To make FLV's coming from flash streaming servers (FCS/FMS/Red5) properly work as a progressive download, it's often required to use a tool to inject 'missing' meta-data.

Up until now I used FLVTool2 for this, but it seems to load the entire FLV into memory (badd!), and now I'm getting nasty errors as well..

  1. ERROR: EOFError
  2. ERROR: /usr/local/lib/site_ruby/1.8/flv/amf_string_buffer.rb:37:in `read'
  3. ERROR: /usr/local/lib/site_ruby/1.8/flv/amf_string_buffer.rb:243:in `read__STRING'
  4. ERROR: /usr/local/lib/site_ruby/1.8/flv/audio_tag.rb:56:in `read_header'
  5. ERROR: /usr/local/lib/site_ruby/1.8/flv/audio_tag.rb:47:in `after_initialize'
  6. ERROR: /usr/local/lib/site_ruby/1.8/flv/tag.rb:56:in `initialize'
  7. ERROR: /usr/local/lib/site_ruby/1.8/flv/stream.rb:447:in `new'
  8. ERROR: /usr/local/lib/site_ruby/1.8/flv/stream.rb:447:in `read_tags'
  9. ERROR: /usr/local/lib/site_ruby/1.8/flv/stream.rb:58:in `initialize'
  10. ERROR: /usr/local/lib/site_ruby/1.8/flvtool2/base.rb:272:in `new'
  11. ERROR: /usr/local/lib/site_ruby/1.8/flvtool2/base.rb:272:in `open_stream'
  12. ERROR: /usr/local/lib/site_ruby/1.8/flvtool2/base.rb:238:in `process_files'
  13. ERROR: /usr/local/lib/site_ruby/1.8/flvtool2/base.rb:225:in `each'
  14. ERROR: /usr/local/lib/site_ruby/1.8/flvtool2/base.rb:225:in `process_files'
  15. ERROR: /usr/local/lib/site_ruby/1.8/flvtool2/base.rb:44:in `execute!'
  16. ERROR: /usr/local/lib/site_ruby/1.8/flvtool2.rb:168:in `execute!'
  17. ERROR: /usr/local/lib/site_ruby/1.8/flvtool2.rb:228
  18. ERROR: /usr/bin/flvtool2:2:in `require'
  19. ERROR: /usr/bin/flvtool2:2

I wanted to try out FLVTool++ anyway, as it seems like a much more scalable solution.. This is how its installed on debian:

Grab the source:

  1. wget "http://rcdn.org:8080/images/4/44/Flvtool%2B%2B.tar.bz2"

Unpack

  1. tar xfvj Flvtool++.tar.bz2

Make sure you have a compiler installed (as root).

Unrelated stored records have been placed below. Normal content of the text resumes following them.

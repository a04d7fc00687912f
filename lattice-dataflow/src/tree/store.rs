//! State Store
//!
//! The store is an arena of slots indexed by [`Address`]. It is the only
//! owner of persistent state; everything else holds shared handles.
//!
//! # Algorithm
//!
//! Each traversal is stamped with a number:
//!
//! 1. [`StateStore::begin`] starts a new stamp. Every entry still carrying the
//!    previous stamp is, at this point, "mounted by the previous traversal".
//! 2. [`StateStore::resolve`] finds (or creates) the slot at an address and
//!    re-stamps it.
//! 3. [`StateStore::sweep`] drops every entry whose stamp is stale. Hidden
//!    branches and collapsed subtrees lose their state here, before the next
//!    traversal can observe it.
//!
//! Entries are kept in insertion order so sweeps and snapshots are
//! deterministic.

use std::any::Any;
use std::sync::atomic::{AtomicBool, Ordering};
use std::sync::Arc;

use indexmap::IndexMap;
use serde::Serialize;

use super::address::Address;
use super::cell::CellState;
use crate::error::StateError;

/// Anything the store can own at an address.
pub trait Slot: Send + Sync + 'static {
    /// Called once when the store drops the slot.
    fn on_unmount(&self);

    /// Lifecycle, for slots that track one.
    fn lifecycle(&self) -> Option<CellState> {
        None
    }

    fn into_any(self: Arc<Self>) -> Arc<dyn Any + Send + Sync>;
}

struct Entry {
    slot: Arc<dyn Slot>,
    type_name: &'static str,
    /// Stamp of the last traversal that resolved this entry.
    visited: u64,
}

/// Counters for one traversal, as reported by [`StateStore::sweep`].
#[derive(Debug, Clone, Copy, Default, PartialEq, Eq, Serialize)]
pub struct SweepStats {
    /// Entries resolved this traversal.
    pub visited: usize,
    /// Entries created this traversal.
    pub mounted: usize,
    /// Entries dropped by the sweep.
    pub unmounted: usize,
}

/// One mounted entry, as listed by [`StateStore::snapshot`].
#[derive(Debug, Clone, PartialEq, Eq, Serialize)]
pub struct SlotSummary {
    pub address: Address,
    pub type_name: &'static str,
    #[serde(skip_serializing_if = "Option::is_none")]
    pub lifecycle: Option<CellState>,
}

/// Tree-shaped persistent store addressed by traversal position.
pub struct StateStore {
    entries: IndexMap<Address, Entry>,

    /// Current traversal stamp.
    stamp: u64,

    /// Counters for the traversal in progress.
    round: SweepStats,

    /// Raised by slots whenever persistent state is written.
    changed: Arc<AtomicBool>,
}

impl StateStore {
    pub fn new() -> Self {
        Self {
            entries: IndexMap::new(),
            stamp: 0,
            round: SweepStats::default(),
            changed: Arc::new(AtomicBool::new(false)),
        }
    }

    /// Start a new traversal stamp. Returns the stamp.
    pub fn begin(&mut self) -> u64 {
        self.stamp += 1;
        self.round = SweepStats::default();
        self.changed.store(false, Ordering::Release);
        self.stamp
    }

    /// Find or create the slot of type `S` at `address`, marking it visited.
    ///
    /// Fails if the address already holds a slot of another type.
    pub fn resolve<S, F>(&mut self, address: &Address, init: F) -> Result<Arc<S>, StateError>
    where
        S: Slot,
        F: FnOnce() -> S,
    {
        if let Some(entry) = self.entries.get_mut(address) {
            if entry.visited != self.stamp {
                entry.visited = self.stamp;
                self.round.visited += 1;
            }
            let found = entry.type_name;
            return Arc::clone(&entry.slot)
                .into_any()
                .downcast::<S>()
                .map_err(|_| StateError::TypeMismatch {
                    address: address.clone(),
                    expected: std::any::type_name::<S>(),
                    found,
                });
        }

        let slot = Arc::new(init());
        self.entries.insert(
            address.clone(),
            Entry {
                slot: slot.clone(),
                type_name: std::any::type_name::<S>(),
                visited: self.stamp,
            },
        );
        self.round.visited += 1;
        self.round.mounted += 1;
        tracing::trace!(%address, "mounted");
        Ok(slot)
    }

    /// Drop every entry not resolved since the last [`begin`](Self::begin).
    pub fn sweep(&mut self) -> SweepStats {
        let stamp = self.stamp;
        let mut unmounted = 0;
        self.entries.retain(|address, entry| {
            let keep = entry.visited == stamp;
            if !keep {
                entry.slot.on_unmount();
                unmounted += 1;
                tracing::trace!(%address, "unmounted");
            }
            keep
        });
        self.round.unmounted = unmounted;
        self.round
    }

    /// Flag raised whenever a slot writes persistent state.
    pub fn changed_flag(&self) -> Arc<AtomicBool> {
        Arc::clone(&self.changed)
    }

    /// Whether persistent state was written since the last `begin`.
    pub fn has_changed(&self) -> bool {
        self.changed.load(Ordering::Acquire)
    }

    pub fn contains(&self, address: &Address) -> bool {
        self.entries.contains_key(address)
    }

    pub fn lifecycle(&self, address: &Address) -> Option<CellState> {
        self.entries.get(address).and_then(|entry| entry.slot.lifecycle())
    }

    /// Mounted addresses, in mount order.
    pub fn addresses(&self) -> impl Iterator<Item = &Address> {
        self.entries.keys()
    }

    /// Number of mounted entries under `ancestor` (inclusive).
    pub fn count_under(&self, ancestor: &Address) -> usize {
        self.entries
            .keys()
            .filter(|address| address.starts_with(ancestor))
            .count()
    }

    pub fn len(&self) -> usize {
        self.entries.len()
    }

    pub fn is_empty(&self) -> bool {
        self.entries.is_empty()
    }

    pub fn snapshot(&self) -> Vec<SlotSummary> {
        self.entries
            .iter()
            .map(|(address, entry)| SlotSummary {
                address: address.clone(),
                type_name: entry.type_name,
                lifecycle: entry.slot.lifecycle(),
            })
            .collect()
    }
}

impl Default for StateStore {
    fn default() -> Self {
        Self::new()
    }
}
//! Traversal Context
//!
//! A [`Context`] is handed to the UI function for the duration of one
//! traversal. Every call that needs persistent state takes the next position
//! in the current scope, so the address of a piece of state is determined by
//! the shape of the UI function, not by what the state contains.
//!
//! # How Addressing Works
//!
//! 1. Each scope counts the positional slots it has handed out. `state`,
//!    `apply`, `enforce_validity`, `on_event`, `countdown`, `scope`, `keyed`
//!    and branches each take exactly one slot, whether or not they end up
//!    mounting anything.
//!
//! 2. Nested scopes (`scope`, `keyed`, branch arms) start counting from zero
//!    under their own address.
//!
//! 3. A keyed scope appends a segment derived from the key, so re-invoking
//!    the same code with a different key mounts different state.
//!
//! 4. A branch arm appends an arm segment, so two arms at the same position
//!    never share state.
//!
//! # Example
//!
//! ```rust
//! use lattice_dataflow::Runtime;
//!
//! let mut runtime = Runtime::default();
//! for _ in 0..2 {
//!     runtime.traverse(|ctx| {
//!         let clicks = ctx.state(0u32);
//!         ctx.when(&clicks.greater_than(&lattice_dataflow::signal::value(3)), |ctx| {
//!             let _celebrated = ctx.state(false);
//!         });
//!     });
//! }
//! assert_eq!(runtime.store().len(), 1);
//! ```

use std::hash::Hash;
use std::sync::Arc;

use super::branch::Branch;
use super::events::{EventId, EventRegistry};
use super::memo::MemoSlot;
use crate::action::Action;
use crate::bridge::{Clock, ClockTimer, Countdown, Timer};
use crate::config::RuntimeConfig;
use crate::error::{fatal, StateError};
use crate::signal::{Signal, Value};
use crate::tree::{Address, Segment, Slot, StateCell, StateStore};

/// Scope-aware access to the store during one traversal.
pub struct Context<'a> {
    store: &'a mut StateStore,
    events: &'a mut EventRegistry,
    config: &'a RuntimeConfig,

    /// Raised when something mounted this traversal wants another one soon.
    refresh: &'a mut bool,

    traversal: u64,

    /// Address of the scope this context hands out slots in.
    scope: Address,

    next_slot: u32,
}

impl<'a> Context<'a> {
    pub(crate) fn new(
        store: &'a mut StateStore,
        events: &'a mut EventRegistry,
        config: &'a RuntimeConfig,
        refresh: &'a mut bool,
        traversal: u64,
    ) -> Self {
        Self {
            store,
            events,
            config,
            refresh,
            traversal,
            scope: Address::root(),
            next_slot: 0,
        }
    }

    /// Number of the traversal in progress, starting at 1.
    pub fn traversal(&self) -> u64 {
        self.traversal
    }

    /// Address of the current scope.
    pub fn address(&self) -> &Address {
        &self.scope
    }

    /// Take the next positional slot in the current scope.
    pub(crate) fn next_address(&mut self) -> Address {
        let address = self.scope.child(Segment::Slot(self.next_slot));
        self.next_slot += 1;
        address
    }

    #[track_caller]
    fn resolve<S, F>(&mut self, address: &Address, init: F) -> Arc<S>
    where
        S: Slot,
        F: FnOnce() -> S,
    {
        match self.store.resolve(address, init) {
            Ok(slot) => slot,
            Err(err) => fatal(err),
        }
    }

    /// The state cell at the next position, created with `initial` on first
    /// visit.
    ///
    /// # Panics
    ///
    /// Panics if the position already holds state of another type.
    #[track_caller]
    pub fn cell<T>(&mut self, initial: Option<T>) -> Arc<StateCell<T>>
    where
        T: Value,
    {
        let address = self.next_address();
        let changed = self.store.changed_flag();
        self.resolve(&address, || StateCell::new(initial, changed))
    }

    /// Persistent state at the next position, starting at `default`.
    ///
    /// `default` only matters the first time the position is visited, and
    /// again after the position was unmounted.
    #[track_caller]
    pub fn state<T>(&mut self, default: T) -> Signal<T>
    where
        T: Value,
    {
        self.cell(Some(default)).signal()
    }

    /// Persistent state at the next position, starting empty.
    #[track_caller]
    pub fn state_empty<T>(&mut self) -> Signal<T>
    where
        T: Value,
    {
        self.cell(None).signal()
    }

    /// Apply `f` to `input`, caching the result at the next position.
    ///
    /// Unlike [`lazy_apply`](crate::signal::lazy_apply), the cache outlives
    /// the traversal: `f` runs again only when `input` reports a different
    /// value id. The result is empty while `input` is.
    #[track_caller]
    pub fn apply<A, R, F>(&mut self, f: F, input: &Signal<A>) -> Signal<R>
    where
        A: Value,
        R: Value,
        F: FnOnce(A) -> R,
    {
        let address = self.next_address();
        let memo = self.resolve(&address, MemoSlot::<R>::new);
        memo.refresh(input.value_id(), || input.read().map(f));
        memo.signal()
    }

    /// Two-input variant of [`apply`](Self::apply).
    #[track_caller]
    pub fn apply2<A, B, R, F>(&mut self, f: F, a: &Signal<A>, b: &Signal<B>) -> Signal<R>
    where
        A: Value,
        B: Value,
        R: Value,
        F: FnOnce(A, B) -> R,
    {
        let address = self.next_address();
        let memo = self.resolve(&address, MemoSlot::<R>::new);
        let input = a.value_id().combine(b.value_id());
        memo.refresh(input, || Some(f(a.read()?, b.read()?)));
        memo.signal()
    }

    /// Run `f` in a fresh scope at the next position.
    ///
    /// Components use this to keep their slot numbering independent of
    /// whatever precedes them.
    #[track_caller]
    pub fn scope<R, F>(&mut self, f: F) -> R
    where
        F: FnOnce(&mut Context<'_>) -> R,
    {
        let address = self.next_address();
        self.enter(address, f)
    }

    /// Run `f` in a scope identified by `key` at the next position.
    ///
    /// State inside the scope belongs to that key: calling this again with a
    /// different key at the same position mounts fresh state and unmounts the
    /// old key's state.
    #[track_caller]
    pub fn keyed<K, R, F>(&mut self, key: &K, f: F) -> R
    where
        K: Hash + ?Sized,
        F: FnOnce(&mut Context<'_>) -> R,
    {
        let address = self.next_address().child(Segment::key(key));
        self.enter(address, f)
    }

    /// Run `f` only while `condition` is true.
    ///
    /// Returns `None` when the condition is false or empty; state declared
    /// inside `f` is then unmounted at the end of the traversal.
    #[track_caller]
    pub fn when<R, F>(&mut self, condition: &Signal<bool>, f: F) -> Option<R>
    where
        F: FnOnce(&mut Context<'_>) -> R,
    {
        let address = self.next_address().child(Segment::Arm(0));
        if condition.read() == Some(true) {
            Some(self.enter(address, f))
        } else {
            None
        }
    }

    /// Start a multi-arm conditional at the next position.
    ///
    /// ```rust
    /// # use lattice_dataflow::{Runtime, signal::value};
    /// # let mut runtime = Runtime::default();
    /// # runtime.traverse(|ctx| {
    /// let n = ctx.state(4);
    /// ctx.branch()
    ///     .when(&n.less_than(&value(0)), |_| {})
    ///     .when(&n.equals(&value(0)), |_| {})
    ///     .otherwise(|ctx| {
    ///         let _expanded = ctx.state(false);
    ///     });
    /// # });
    /// ```
    #[track_caller]
    pub fn branch(&mut self) -> Branch<'_, 'a> {
        let base = self.next_address();
        Branch::new(self, base)
    }

    /// Register `action` as the handler for an event the renderer will
    /// report. The id stays valid until the next traversal.
    pub fn on_event(&mut self, action: &Action) -> EventId {
        let address = self.next_address();
        self.events.register(address, action.clone())
    }

    /// A countdown timer driven by `clock`, owned by the next position.
    ///
    /// The timer is disarmed when its position is unmounted. While it runs,
    /// the runtime asks the host for another traversal so that readers of
    /// [`Timer::ticks_left`] see fresh values.
    #[track_caller]
    pub fn countdown(&mut self, clock: &Arc<dyn Clock>) -> Timer<ClockTimer> {
        let address = self.next_address();
        let changed = self.store.changed_flag();
        let timer = self.resolve(&address, || ClockTimer::new(Arc::clone(clock), changed));
        if timer.is_active() {
            self.request_refresh();
        }
        Timer::new(timer)
    }

    /// Ask the host to run another traversal after this one.
    pub fn request_refresh(&mut self) {
        *self.refresh = true;
    }

    pub fn config(&self) -> &RuntimeConfig {
        self.config
    }

    #[track_caller]
    pub(crate) fn enter<R, F>(&mut self, scope: Address, f: F) -> R
    where
        F: FnOnce(&mut Context<'_>) -> R,
    {
        let limit = self.config.max_scope_depth;
        if scope.depth() > limit {
            fatal(StateError::DepthExceeded {
                address: scope,
                limit,
            });
        }

        let mut nested = Context {
            store: &mut *self.store,
            events: &mut *self.events,
            config: self.config,
            refresh: &mut *self.refresh,
            traversal: self.traversal,
            scope,
            next_slot: 0,
        };
        f(&mut nested)
    }
}
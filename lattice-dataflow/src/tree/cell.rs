//! State cells.
//!
//! A [`StateCell`] is the persistent storage behind a piece of
//! component-local state. The [`StateStore`](super::StateStore) owns every
//! cell; signals created by `Context::state` only hold a shared handle and
//! stop seeing the cell's value once the store unmounts it.

use std::sync::atomic::{AtomicBool, AtomicU64, Ordering};
use std::sync::Arc;

use parking_lot::RwLock;
use serde::Serialize;

use super::store::Slot;
use crate::error::SignalError;
use crate::signal::{Capability, Signal, Source, Value, ValueId};

/// Lifecycle of a mounted slot.
#[derive(Debug, Clone, Copy, PartialEq, Eq, Serialize)]
#[serde(rename_all = "snake_case")]
pub enum CellState {
    /// Created by the current or an earlier traversal and never written.
    Initialized,

    /// Written at least once since it was mounted.
    Updated,

    /// Dropped by the store. Reads are empty and writes are discarded.
    Unmounted,
}

/// A persistent, address-owned storage slot.
pub struct StateCell<T> {
    /// Identity of this cell; combined with `version` to identify values.
    origin: ValueId,

    value: RwLock<Option<T>>,

    /// Bumped on every write, including clears.
    version: AtomicU64,

    lifecycle: RwLock<CellState>,

    /// Shared with the store; raised whenever the cell is written.
    changed: Arc<AtomicBool>,
}

impl<T> StateCell<T>
where
    T: Value,
{
    pub(crate) fn new(initial: Option<T>, changed: Arc<AtomicBool>) -> Self {
        Self {
            origin: ValueId::fresh(),
            value: RwLock::new(initial),
            version: AtomicU64::new(0),
            lifecycle: RwLock::new(CellState::Initialized),
            changed,
        }
    }

    pub fn lifecycle(&self) -> CellState {
        *self.lifecycle.read()
    }

    pub fn is_mounted(&self) -> bool {
        self.lifecycle() != CellState::Unmounted
    }

    pub fn value_id(&self) -> ValueId {
        self.origin.versioned(self.version.load(Ordering::Acquire))
    }

    /// Current value. Always empty once unmounted.
    pub fn get(&self) -> Option<T> {
        if !self.is_mounted() {
            return None;
        }
        self.value.read().clone()
    }

    /// Replace the value. Discarded if the cell was unmounted.
    pub fn set(&self, value: Option<T>) {
        let mut lifecycle = self.lifecycle.write();
        if *lifecycle == CellState::Unmounted {
            tracing::debug!(cell = self.origin.raw(), "write to unmounted cell dropped");
            return;
        }

        *self.value.write() = value;
        self.version.fetch_add(1, Ordering::AcqRel);
        *lifecycle = CellState::Updated;
        self.changed.store(true, Ordering::Release);
    }

    /// A read-write signal viewing this cell.
    pub fn signal(self: &Arc<Self>) -> Signal<T> {
        Signal::from_source(CellView {
            cell: Arc::clone(self),
        })
    }
}

impl<T> Slot for StateCell<T>
where
    T: Value,
{
    fn on_unmount(&self) {
        *self.lifecycle.write() = CellState::Unmounted;
        *self.value.write() = None;
    }

    fn lifecycle(&self) -> Option<CellState> {
        Some(StateCell::lifecycle(self))
    }

    fn into_any(self: Arc<Self>) -> Arc<dyn std::any::Any + Send + Sync> {
        self
    }
}

/// Signal source reading and writing a [`StateCell`].
struct CellView<T> {
    cell: Arc<StateCell<T>>,
}

impl<T> Source<T> for CellView<T>
where
    T: Value,
{
    fn capability(&self) -> Capability {
        Capability::ReadWrite
    }

    fn value_id(&self) -> ValueId {
        self.cell.value_id()
    }

    fn read(&self) -> Option<T> {
        self.cell.get()
    }

    fn ready_to_write(&self) -> bool {
        self.cell.is_mounted()
    }

    fn write(&self, value: T) -> Result<(), SignalError> {
        self.cell.set(Some(value));
        Ok(())
    }

    fn clear(&self) -> Result<(), SignalError> {
        self.cell.set(None);
        Ok(())
    }
}
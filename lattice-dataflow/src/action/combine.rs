//! Action handles and combinators.

use std::fmt;
use std::sync::Arc;

use crate::error::{Blocker, NotReady};
use crate::signal::{Signal, Value};

/// Deferred writes produced by latching an action.
pub type Effect = Box<dyn FnOnce() + Send>;

type ReadyFn = Arc<dyn Fn() -> bool + Send + Sync>;
type LatchFn<A> = Arc<dyn Fn(A) -> Result<Effect, NotReady> + Send + Sync>;

/// A deferred, composable operation taking arguments of type `A`.
///
/// Triggering happens in two phases. *Latching* checks readiness and reads
/// every value the action needs, producing an [`Effect`]; running the effect
/// performs the writes. Because a sequence latches all of its members before
/// running any effect, every read observes the state from before the trigger
/// and a refusal by any member leaves everything untouched.
pub struct Action<A = ()> {
    ready: ReadyFn,
    latch: LatchFn<A>,
}

impl<A> Action<A>
where
    A: Send + 'static,
{
    /// Build an action from a readiness predicate and a latch.
    ///
    /// The latch must not write anything itself; it returns the writes as an
    /// effect. It must refuse whenever `ready` would return false.
    pub fn new<R, L>(ready: R, latch: L) -> Self
    where
        R: Fn() -> bool + Send + Sync + 'static,
        L: Fn(A) -> Result<Effect, NotReady> + Send + Sync + 'static,
    {
        Self {
            ready: Arc::new(ready),
            latch: Arc::new(latch),
        }
    }

    /// Whether triggering right now would do something.
    ///
    /// Only a hint: state can change before the trigger, which checks again.
    pub fn is_ready(&self) -> bool {
        (self.ready)()
    }

    /// Check readiness and read inputs, without writing anything.
    pub fn latch(&self, args: A) -> Result<Effect, NotReady> {
        (self.latch)(args)
    }

    /// Trigger with `args`. Nothing is written if the action is not ready.
    pub fn trigger_with(&self, args: A) -> Result<(), NotReady> {
        let effect = self.latch(args)?;
        effect();
        Ok(())
    }

    /// Fix the argument to the value of `arg` at trigger time.
    ///
    /// The bound action is ready only while `arg` carries a value.
    pub fn bind(&self, arg: &Signal<A>) -> Action<()>
    where
        A: Value,
    {
        let ready = {
            let inner = self.clone();
            let arg = arg.clone();
            move || arg.has_value() && inner.is_ready()
        };
        let inner = self.clone();
        let arg = arg.clone();
        Action::new(ready, move |()| {
            let value = arg.read().ok_or_else(|| NotReady::new(Blocker::InvalidArgument))?;
            inner.latch(value)
        })
    }

    /// Adapt the argument type: the new action converts its argument with
    /// `f` before handing it on.
    pub fn map_args<B, F>(&self, f: F) -> Action<B>
    where
        B: Send + 'static,
        F: Fn(B) -> A + Send + Sync + 'static,
    {
        let inner = self.clone();
        let ready = Arc::clone(&self.ready);
        Action::new(move || ready(), move |args: B| inner.latch(f(args)))
    }

    /// Run `self`, then `next`, as one atomic action. See [`sequence`].
    pub fn then(&self, next: &Action<A>) -> Action<A>
    where
        A: Clone,
    {
        sequence([self.clone(), next.clone()])
    }
}

impl Action<()> {
    /// Trigger the action. Nothing is written if it is not ready.
    pub fn trigger(&self) -> Result<(), NotReady> {
        self.trigger_with(())
    }
}

impl<A, B> Action<(A, B)>
where
    A: Value,
    B: Value,
{
    /// Bind both arguments of a two-argument action.
    pub fn bind2(&self, a: &Signal<A>, b: &Signal<B>) -> Action<()> {
        let ready = {
            let inner = self.clone();
            let (a, b) = (a.clone(), b.clone());
            move || a.has_value() && b.has_value() && inner.is_ready()
        };
        let inner = self.clone();
        let (a, b) = (a.clone(), b.clone());
        Action::new(ready, move |()| {
            let first = a.read().ok_or_else(|| NotReady::new(Blocker::InvalidArgument))?;
            let second = b.read().ok_or_else(|| NotReady::new(Blocker::InvalidArgument))?;
            inner.latch((first, second))
        })
    }
}

impl<A> Clone for Action<A> {
    fn clone(&self) -> Self {
        Self {
            ready: Arc::clone(&self.ready),
            latch: Arc::clone(&self.latch),
        }
    }
}

impl<A> fmt::Debug for Action<A> {
    fn fmt(&self, f: &mut fmt::Formatter<'_>) -> fmt::Result {
        f.debug_struct("Action")
            .field("args", &std::any::type_name::<A>())
            .field("ready", &(self.ready)())
            .finish()
    }
}

/// Combine actions into one that runs them left to right.
///
/// Every member is latched before any effect runs. If a member refuses, the
/// sequence refuses with that member's index prepended to the path and no
/// member's effect runs. The first refusing member (in declaration order) is
/// the one reported.
pub fn sequence<A, I>(actions: I) -> Action<A>
where
    A: Clone + Send + 'static,
    I: IntoIterator<Item = Action<A>>,
{
    let members: Arc<[Action<A>]> = actions.into_iter().collect();
    let ready = {
        let members = Arc::clone(&members);
        move || members.iter().all(Action::is_ready)
    };
    Action::new(ready, move |args: A| {
        let mut effects = Vec::with_capacity(members.len());
        for (index, member) in members.iter().enumerate() {
            let effect = member.latch(args.clone()).map_err(|err| err.within(index))?;
            effects.push(effect);
        }
        Ok(Box::new(move || {
            for effect in effects {
                effect();
            }
        }) as Effect)
    })
}

/// An action that hands its argument to `f`.
///
/// Always ready. Bind it to a signal to call `f` with that signal's value:
/// the bound action is ready exactly when the signal carries a value, and `f`
/// receives the value itself, never the signal.
pub fn callback<A, F>(f: F) -> Action<A>
where
    A: Send + 'static,
    F: Fn(A) + Send + Sync + 'static,
{
    let f = Arc::new(f);
    Action::new(
        || true,
        move |args: A| {
            let f = Arc::clone(&f);
            Ok(Box::new(move || f(args)) as Effect)
        },
    )
}

/// An action that is always ready and does nothing.
pub fn noop<A>() -> Action<A>
where
    A: Send + 'static,
{
    Action::new(|| true, |_: A| Ok(Box::new(|| {}) as Effect))
}

// ----------------------------------------------------------------------------
// Tests
// ----------------------------------------------------------------------------

#[cfg(test)]
mod tests {
    use super::*;
    use crate::signal::{empty, value};
    use parking_lot::Mutex;

    fn recorder() -> (Arc<Mutex<Vec<String>>>, Action<String>) {
        let log = Arc::new(Mutex::new(Vec::new()));
        let log_clone = log.clone();
        let action = callback(move |message: String| log_clone.lock().push(message));
        (log, action)
    }

    #[test]
    fn callback_receives_value() {
        let (log, action) = recorder();
        assert!(action.is_ready());
        action.trigger_with("hello".to_string()).unwrap();
        assert_eq!(*log.lock(), vec!["hello"]);
    }

    #[test]
    fn bound_callback_waits_for_value() {
        let (log, action) = recorder();

        let unbound = action.bind(&empty());
        assert!(!unbound.is_ready());
        let err = unbound.trigger().unwrap_err();
        assert_eq!(err.blocker, Blocker::InvalidArgument);
        assert!(log.lock().is_empty());

        let bound = action.bind(&value("hi".to_string()));
        assert!(bound.is_ready());
        bound.trigger().unwrap();
        assert_eq!(*log.lock(), vec!["hi"]);
    }

    #[test]
    fn sequence_runs_in_declared_order() {
        let (log, action) = recorder();
        let first = action.bind(&value("first".to_string()));
        let second = action.bind(&value("second".to_string()));
        let third = action.bind(&value("third".to_string()));

        sequence([first, second, third]).trigger().unwrap();
        assert_eq!(*log.lock(), vec!["first", "second", "third"]);
    }

    #[test]
    fn sequence_with_unready_member_runs_nothing() {
        let (log, action) = recorder();
        let ready = action.bind(&value("ready".to_string()));
        let blocked = action.bind(&empty());

        let combined = ready.then(&blocked);
        assert!(!combined.is_ready());
        let err = combined.trigger().unwrap_err();
        assert_eq!(err.path.as_slice(), &[1]);
        assert!(log.lock().is_empty());
    }

    #[test]
    fn sequence_reports_first_refusal() {
        let blocked = callback(|_: i32| {}).bind(&empty());
        let combined = sequence([noop(), blocked.clone(), blocked]);
        assert_eq!(combined.trigger().unwrap_err().path.as_slice(), &[1]);

        let nested = sequence([noop(), combined]);
        assert_eq!(nested.trigger().unwrap_err().path.as_slice(), &[1, 1]);
    }

    #[test]
    fn map_args_converts_before_latching() {
        let (log, action) = recorder();
        let numbered = action.map_args(|n: i32| format!("#{n}"));
        numbered.trigger_with(7).unwrap();
        assert_eq!(*log.lock(), vec!["#7"]);
    }

    #[test]
    fn bind2_needs_both_arguments() {
        let sums = Arc::new(Mutex::new(Vec::new()));
        let sums_clone = sums.clone();
        let add = callback(move |(a, b): (i32, i32)| sums_clone.lock().push(a + b));

        assert!(add.bind2(&value(1), &empty()).trigger().is_err());
        add.bind2(&value(1), &value(2)).trigger().unwrap();
        assert_eq!(*sums.lock(), vec![3]);
    }
}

  1. apt-get install build-essential

Compiling

  1. make

AArrghh! It doesn't compile :(. This is the error it gave me:

  1. g++ -O2 -c -Wall -D_FILE_OFFSET_BITS=64 flvtool.cpp -o flvtool.o
  2. AMF.h:35: error: invalid pure specifier (only `= 0' is allowed) before ';' token
  3. flvtool.cpp: In function 'int main(int, char**)':
  4. flvtool.cpp:192: warning: too many arguments for format
  5. make: *** [flvtool.o] Error 1

Ok, lets dig into this code a bit.. the errors seems to give a few useful hints..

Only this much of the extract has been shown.